Beteiligt sich eine österreichische Kapitalgesellschaft zu 50% an einer schweizerischen Kapitalgesellschaft, deren Aufgabe im Halten von Auslandsbeteiligungen sowie in Aktivitäten wie

  • Bau und Errichtung von Kraftwerksanlagen,
  • Grundstücksdevelopment für Industrie-, Gewerbe- und Wohnzwecke,
  • Konsulententätigkeit in Finanzierungsfragen,
  • treuhändige Abwicklung von Durchfuhrgeschäften,

besteht, wobei sich diese Aktivitäten primär auf Zentral- und Osteuropa sowie den Nahen Osten erstrecken, dann lässt dieses Sachverhaltsbild vorerst keine Bedenken in Bezug auf einen drohenden "switch-over" von der Steuerfreistellung zum Anrechnungsverfahren nach Maßgabe des § 10 Abs. 3 KStG 1988 aufkommen; insbesondere dann nicht, wenn weder Zins-, noch Miet-, noch Lizenzeinnahmen anfallen werden.

Das Halten und Veräußern der (wesentlichen) Auslandsbeteiligungen stellt zwar nach allgemeiner Terminologie ebenfalls "Passiveinkünfte" dar, doch sind diese nach Maßgabe des § 10 Abs. 3 KStG 1988 und der hiezu ergangenen Verordnung BGBl. Nr. 57/1995, nicht als schädlich eingestuft, weil diesfalls die Steuerfreiheit auch bei unmittelbarem Halten und Veräußern durch die österreichische Kapitalgesellschaft gegeben wäre. Nur dann, wenn es um Beteiligungen an ausländischen Basisgesellschaften geht, die ihrerseits als im Ausland unzureichend besteuerte "Sammelbox" für schädliche Passiveinkünfte dienen, wenn sonach im Umweg über die Schweiz unzureichend besteuerte schädliche Passiveinkünfte steuerfrei nach Österreich hereingeholt werden sollten, wäre eine andere Betrachtung geboten.

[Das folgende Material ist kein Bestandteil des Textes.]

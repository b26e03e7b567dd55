//! Serves the recent-activities and recommendations tools against a mock provider, showing the
//! token refresh on first use and one cache entry per distinct listing query.

// std
use std::sync::Arc;
// crates.io
use color_eyre::Result;
use httpmock::prelude::*;
use serde_json::json;
use tracing_subscriber::EnvFilter;
// self
use strava_gateway::{
	cache::ResponseCache, client::StravaClient, config::GatewayConfig, http::ReqwestHttpClient,
	reqwest::Client, resources::StravaResources, tools::StravaTools,
};

#[tokio::main]
async fn main() -> Result<()> {
	color_eyre::install()?;
	tracing_subscriber::fmt()
		.with_env_filter(
			EnvFilter::try_from_default_env().unwrap_or_else(|_| EnvFilter::new("info")),
		)
		.init();

	let server = MockServer::start_async().await;
	let token_mock = server
		.mock_async(|when, then| {
			when.method(POST).path("/oauth/token");
			then.status(200).header("content-type", "application/json").body(
				"{\"access_token\":\"demo-access\",\"refresh_token\":\"demo-refresh\",\"token_type\":\"Bearer\",\"expires_in\":21600}",
			);
		})
		.await;
	let activities_mock = server
		.mock_async(|when, then| {
			when.method(GET)
				.path("/api/v3/athlete/activities")
				.header("authorization", "Bearer demo-access");
			then.status(200).header("content-type", "application/json").body(
				r#"[
					{"id": 1, "name": "Easy Run", "type": "Run", "distance": 6000.0, "moving_time": 2100, "average_heartrate": 118.0},
					{"id": 2, "name": "Intervals", "type": "Run", "distance": 8000.0, "moving_time": 2400, "average_heartrate": 161.0},
					{"id": 3, "name": "Commute", "type": "Ride", "distance": 15000.0, "moving_time": 2700}
				]"#,
			);
		})
		.await;
	let api_base = server.url("/api/v3");
	let token_url = server.url("/oauth/token");
	let config = GatewayConfig::from_lookup(|name| {
		let value = match name {
			"STRAVA_CLIENT_ID" => "demo-client",
			"STRAVA_CLIENT_SECRET" => "demo-secret",
			"STRAVA_REFRESH_TOKEN" => "demo-seed",
			"STRAVA_API_BASE" => api_base.as_str(),
			"STRAVA_TOKEN_URL" => token_url.as_str(),
			_ => return None,
		};

		Some(value.to_owned())
	})?;
	// The mock server presents a self-signed certificate.
	let http_client = ReqwestHttpClient::with_client(
		Client::builder()
			.danger_accept_invalid_certs(true)
			.danger_accept_invalid_hostnames(true)
			.build()?,
	);
	let client = StravaClient::with_http_client(
		config.credentials.clone(),
		config.settings.clone(),
		config.token_state(),
		http_client,
	)?;
	let resources =
		StravaResources::new(Arc::new(client), Arc::new(ResponseCache::new(config.cache_ttl)));
	let tools = StravaTools::new(resources);

	for spec in StravaTools::catalog() {
		println!("Tool {}: {}", spec.name, spec.description);
	}

	let recent = tools.call("get_recent_activities", json!({ "limit": 3 })).await?;

	println!("Recent activities: {}.", serde_json::to_string_pretty(&recent)?);

	let advice = tools.call("get_activity_recommendations", json!({})).await?;

	println!("Recommendations: {}.", serde_json::to_string_pretty(&advice["recommendations"])?);

	token_mock.assert_calls_async(1).await;
	// `limit: 3` and the default of ten are different pages, so both reach the provider.
	activities_mock.assert_calls_async(2).await;

	Ok(())
}
//! Read-only resource providers backed by the response cache and the authenticated client.
//!
//! Every read follows the same path: build the cache key from the request path and all of its
//! query parameters, serve a fresh cached body when there is one, otherwise perform the
//! authenticated request, decode the JSON body into the typed model, and cache the raw body only
//! once decoding succeeded.
//! Operations run through [`call`], which owns the span, the outcome counter, and the failure log.

mod activities;
mod athlete;
mod gear;
mod models;

pub use models::*;

// crates.io
use serde::de::DeserializeOwned;
// self
use crate::{
	_prelude::*,
	cache::{CacheKey, ResponseCache},
	client::{ApiRequest, StravaClient},
	error::ValidationError,
	obs::{self, OpKind, OpOutcome, OpSpan},
};

/// Cache-aside accessors for activities, zones, clubs, and gear.
#[derive(Clone, Debug)]
pub struct StravaResources {
	client: Arc<StravaClient>,
	cache: Arc<ResponseCache>,
}
impl StravaResources {
	/// Wires the providers to a client and a cache.
	pub fn new(client: Arc<StravaClient>, cache: Arc<ResponseCache>) -> Self {
		Self { client, cache }
	}

	/// Underlying client.
	pub fn client(&self) -> &Arc<StravaClient> {
		&self.client
	}

	/// Underlying cache.
	pub fn cache(&self) -> &Arc<ResponseCache> {
		&self.cache
	}

	/// Drops every cached response.
	pub fn clear_cache(&self) {
		self.cache.clear();
	}

	async fn fetch<T>(&self, request: ApiRequest) -> Result<T>
	where
		T: DeserializeOwned,
	{
		let key = CacheKey::new(request.path()).params(request.query_pairs()).to_string();

		if let Some(body) = self.cache.get(&key) {
			return decode(body);
		}

		let body = self.client.make_request(request).await?.json::<Value>()?;
		// Only bodies that fit the model are cached.
		let value = decode(body.clone())?;

		self.cache.set(key, body);

		Ok(value)
	}
}

/// Runs one resource operation inside its span, recording the outcome and logging failures.
pub async fn call<T, F>(kind: OpKind, fut: F) -> Result<T>
where
	F: Future<Output = Result<T>>,
{
	let span = OpSpan::new(kind, "resource");

	obs::record_op_outcome(kind, OpOutcome::Attempt);

	let result = span.instrument(fut).await;

	match &result {
		Ok(_) => obs::record_op_outcome(kind, OpOutcome::Success),
		Err(e) => {
			obs::record_op_outcome(kind, OpOutcome::Failure);
			tracing::error!(
				op = kind.as_str(),
				status = ?e.status(),
				error = %e,
				"resource call failed"
			);
		},
	}

	result
}

fn decode<T>(body: Value) -> Result<T>
where
	T: DeserializeOwned,
{
	serde_path_to_error::deserialize(body)
		.map_err(|source| ValidationError::Malformed { source, status: None }.into())
}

Aber auch ein anderer Aspekt wird bei dem geschilderten Sachverhaltsbild mit zu berücksichtigen sein, und zwar insbesondere dann, wenn es sich bei der schweizerischen Gesellschaft um eine dort im wesentlichen steuerfreie Domizilgesellschaft handeln sollte : es wird dann im Rahmen der erhöhten Mitwirkungspflicht nachzuweisen sein, dass jene Funktionen, die zur Erzielung der in der schweizerischen Tochtergesellschaft ausgewiesenen Gewinne geführt haben, auch tatsächlich von der schweizerischen Tochtergesellschaft wahrgenommen und nicht etwa in Wahrheit von Mitarbeitern der österreichischen Kapitalgesellschaft besorgt worden sind (mag dies auch unter Mithilfe von schweizerischen Fremdunternehmen geschehen, die von Österreich aus unter Vertrag genommen und von hier aus überwacht werden).